[Dataset]
================================
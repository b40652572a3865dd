//! Dominant-color quantization (modified median cut).
//!
//! Pixels are bucketed into a 5-bit-per-channel histogram. Boxes in that
//! color cube are repeatedly split along their widest axis near the population
//! median: first by population alone until 75% of the requested count is
//! reached, then by population × volume. Each box reports the mean of the real
//! pixel values that fell into it.
//!
//! A box covering a single histogram cell is never split, so an image with
//! only a few distinct colors yields only that many colors.

use std::cmp::Reverse;
use std::fmt;

use crate::color::Color;

const SIGBITS: u32 = 5;
const RSHIFT: u32 = 8 - SIGBITS;
const SIDE: usize = 1 << SIGBITS;
const MAX_ITERATIONS: usize = 1000;

/// Reduces pixel data to a small set of representative colors.
pub trait Quantizer: fmt::Debug {
    /// At most `max_colors` colors, most dominant first.
    fn quantize(&self, pixels: &[Color], max_colors: usize) -> Vec<Color>;
}

/// Modified median cut quantizer.
#[derive(Debug, Clone, Copy, Default)]
pub struct MedianCut;

impl Quantizer for MedianCut {
    fn quantize(&self, pixels: &[Color], max_colors: usize) -> Vec<Color> {
        if pixels.is_empty() || max_colors == 0 {
            return Vec::new();
        }

        let histogram = Histogram::from_pixels(pixels);
        let Some(root) = ColorBox::fit(&histogram, [0; 3], [SIDE - 1; 3]) else {
            return Vec::new();
        };

        let mut boxes = vec![root];
        // ceil(0.75 * max_colors)
        let population_target = (max_colors * 3).div_ceil(4);
        split_until(&mut boxes, &histogram, population_target, |b| b.count);
        split_until(&mut boxes, &histogram, max_colors, |b| {
            b.count.saturating_mul(b.volume())
        });

        boxes.sort_by_key(|b| Reverse(b.count.saturating_mul(b.volume())));
        boxes.iter().map(|b| b.average(&histogram)).collect()
    }
}

/// Split the highest-priority splittable box until `target` boxes exist or
/// nothing more can be split.
fn split_until(
    boxes: &mut Vec<ColorBox>,
    histogram: &Histogram,
    target: usize,
    priority: impl Fn(&ColorBox) -> u64,
) {
    for _ in 0..MAX_ITERATIONS {
        if boxes.len() >= target {
            return;
        }
        let Some(pos) = boxes
            .iter()
            .enumerate()
            .filter(|(_, b)| b.is_splittable())
            .max_by_key(|(_, b)| priority(b))
            .map(|(i, _)| i)
        else {
            return;
        };

        let candidate = boxes.swap_remove(pos);
        match candidate.split(histogram) {
            Some((left, right)) => {
                boxes.push(left);
                boxes.push(right);
            }
            None => {
                boxes.push(candidate);
                return;
            }
        }
    }
}

#[derive(Debug, Clone, Copy, Default)]
struct Bin {
    count: u64,
    sum: [u64; 3],
}

struct Histogram {
    bins: Vec<Bin>,
}

impl Histogram {
    fn from_pixels(pixels: &[Color]) -> Self {
        let mut bins = vec![Bin::default(); SIDE * SIDE * SIDE];
        for pixel in pixels {
            let cell = [
                usize::from(pixel.r >> RSHIFT),
                usize::from(pixel.g >> RSHIFT),
                usize::from(pixel.b >> RSHIFT),
            ];
            if let Some(bin) = bins.get_mut(cell_index(cell)) {
                bin.count += 1;
                for (total, channel) in bin.sum.iter_mut().zip(pixel.to_array()) {
                    *total += u64::from(channel);
                }
            }
        }
        Self { bins }
    }

    fn count(&self, cell: [usize; 3]) -> u64 {
        self.bins.get(cell_index(cell)).map_or(0, |bin| bin.count)
    }

    fn bin(&self, cell: [usize; 3]) -> Option<&Bin> {
        self.bins.get(cell_index(cell))
    }
}

const fn cell_index([r, g, b]: [usize; 3]) -> usize {
    (r << (2 * SIGBITS)) | (g << SIGBITS) | b
}

fn axis_value(v: [usize; 3], axis: usize) -> usize {
    v.get(axis).copied().unwrap_or_default()
}

fn with_axis(mut v: [usize; 3], axis: usize, value: usize) -> [usize; 3] {
    if let Some(slot) = v.get_mut(axis) {
        *slot = value;
    }
    v
}

/// An axis-aligned box in the 5-bit color cube, always shrunk to the
/// populated cells it contains.
#[derive(Debug, Clone, Copy)]
struct ColorBox {
    lo: [usize; 3],
    hi: [usize; 3],
    count: u64,
}

impl ColorBox {
    /// Tight box around the populated cells within `lo..=hi`, if any.
    fn fit(histogram: &Histogram, lo: [usize; 3], hi: [usize; 3]) -> Option<Self> {
        let mut min = [SIDE; 3];
        let mut max = [0; 3];
        let mut count = 0;
        for_each_cell(lo, hi, |cell| {
            let n = histogram.count(cell);
            if n > 0 {
                count += n;
                for ((low, high), v) in min.iter_mut().zip(max.iter_mut()).zip(cell) {
                    *low = (*low).min(v);
                    *high = (*high).max(v);
                }
            }
        });
        (count > 0).then_some(Self {
            lo: min,
            hi: max,
            count,
        })
    }

    fn width(&self, axis: usize) -> usize {
        axis_value(self.hi, axis) - axis_value(self.lo, axis) + 1
    }

    fn volume(&self) -> u64 {
        (0..3)
            .map(|axis| u64::try_from(self.width(axis)).unwrap_or(u64::MAX))
            .product()
    }

    fn is_splittable(&self) -> bool {
        self.volume() > 1
    }

    fn split(&self, histogram: &Histogram) -> Option<(Self, Self)> {
        let axis = (0..3).max_by_key(|&axis| self.width(axis))?;
        let lo = axis_value(self.lo, axis);
        let hi = axis_value(self.hi, axis);
        if hi <= lo {
            return None;
        }

        let mut planes = vec![0u64; hi - lo + 1];
        for_each_cell(self.lo, self.hi, |cell| {
            if let Some(plane) = planes.get_mut(axis_value(cell, axis) - lo) {
                *plane += histogram.count(cell);
            }
        });

        // First plane where the running population passes half the box
        let mut running = 0;
        let median = planes
            .iter()
            .position(|&n| {
                running += n;
                running * 2 > self.count
            })
            .map_or(lo, |offset| lo + offset);

        // Cut toward the middle of the longer side, keeping both halves non-empty
        let left = median - lo;
        let right = hi - median;
        let cut = if left <= right {
            (median + right / 2).min(hi - 1)
        } else {
            median.saturating_sub(1 + left / 2).max(lo)
        };

        let left_box = Self::fit(histogram, self.lo, with_axis(self.hi, axis, cut))?;
        let right_box = Self::fit(histogram, with_axis(self.lo, axis, cut + 1), self.hi)?;
        Some((left_box, right_box))
    }

    fn average(&self, histogram: &Histogram) -> Color {
        let mut sum = [0u64; 3];
        let mut count = 0u64;
        for_each_cell(self.lo, self.hi, |cell| {
            if let Some(bin) = histogram.bin(cell) {
                count += bin.count;
                for (total, part) in sum.iter_mut().zip(bin.sum) {
                    *total += part;
                }
            }
        });
        let mean = |total: u64| {
            let rounded = (total + count / 2) / count.max(1);
            u8::try_from(rounded).unwrap_or(u8::MAX)
        };
        let [r, g, b] = sum;
        Color::new(mean(r), mean(g), mean(b))
    }
}

fn for_each_cell(lo: [usize; 3], hi: [usize; 3], mut f: impl FnMut([usize; 3])) {
    let [r0, g0, b0] = lo;
    let [r1, g1, b1] = hi;
    for r in r0..=r1 {
        for g in g0..=g1 {
            for b in b0..=b1 {
                f([r, g, b]);
            }
        }
    }
}

#[cfg(test)]
#[allow(
    clippy::unwrap_used,
    clippy::expect_used,
    clippy::indexing_slicing,
    clippy::panic
)]
mod tests {
    use super::*;

    fn repeat(color: Color, n: usize) -> Vec<Color> {
        vec![color; n]
    }

    #[test]
    fn test_empty_input() {
        assert!(MedianCut.quantize(&[], 6).is_empty());
        assert!(MedianCut.quantize(&[Color::BLACK], 0).is_empty());
    }

    #[test]
    fn test_single_color_is_exact() {
        let teal = Color::new(20, 184, 166);
        assert_eq!(MedianCut.quantize(&repeat(teal, 40), 6), vec![teal]);
    }

    #[test]
    fn test_never_returns_more_than_distinct_colors() {
        let red = Color::new(255, 0, 0);
        let blue = Color::new(0, 0, 255);
        let mut pixels = repeat(red, 60);
        pixels.extend(repeat(blue, 40));

        let colors = MedianCut.quantize(&pixels, 6);
        assert_eq!(colors, vec![red, blue]);
    }

    #[test]
    fn test_respects_max_colors() {
        // 64 well separated colors, one pixel each
        let pixels: Vec<Color> = (0..4u8)
            .flat_map(|r| (0..4u8).flat_map(move |g| (0..4u8).map(move |b| (r, g, b))))
            .map(|(r, g, b)| Color::new(r * 80, g * 80, b * 80))
            .collect();
        for max in [2, 5, 6, 10] {
            assert_eq!(MedianCut.quantize(&pixels, max).len(), max);
        }
    }

    #[test]
    fn test_dominant_color_first() {
        let mut pixels = repeat(Color::new(200, 30, 30), 10);
        pixels.extend(repeat(Color::new(30, 30, 200), 90));
        let colors = MedianCut.quantize(&pixels, 6);
        assert_eq!(colors.first(), Some(&Color::new(30, 30, 200)));
    }

    #[test]
    fn test_box_average_uses_real_pixels() {
        // Same 5-bit cell, different real values
        let pixels = [Color::new(64, 64, 64), Color::new(66, 66, 66)];
        assert_eq!(MedianCut.quantize(&pixels, 2), vec![Color::new(65, 65, 65)]);
    }

    #[test]
    fn test_split_keeps_both_halves_populated() {
        let pixels = [
            Color::new(0, 0, 0),
            Color::new(0, 0, 0),
            Color::new(0, 0, 0),
            Color::new(255, 0, 0),
        ];
        let histogram = Histogram::from_pixels(&pixels);
        let root = ColorBox::fit(&histogram, [0; 3], [SIDE - 1; 3]).unwrap();
        let (left, right) = root.split(&histogram).unwrap();
        assert_eq!(left.count + right.count, 4);
        assert!(!left.is_splittable());
        assert!(!right.is_splittable());
    }
}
================================
[Required work]
Your task is to quote the lines above, beginning with the first and ending with the one that holds "const SIDE: usize = 1 << SIGBITS;".

[Response for this exercise]
repository b40652572a3865dd
//! Dominant-color quantization (modified median cut).
//!
//! Pixels are bucketed into a 5-bit-per-channel histogram. Boxes in that
//! color cube are repeatedly split along their widest axis near the population
//! median: first by population alone until 75% of the requested count is
//! reached, then by population × volume. Each box reports the mean of the real
//! pixel values that fell into it.
//!
//! A box covering a single histogram cell is never split, so an image with
//! only a few distinct colors yields only that many colors.

use std::cmp::Reverse;
use std::fmt;

use crate::color::Color;

const SIGBITS: u32 = 5;
const RSHIFT: u32 = 8 - SIGBITS;
const SIDE: usize = 1 << SIGBITS;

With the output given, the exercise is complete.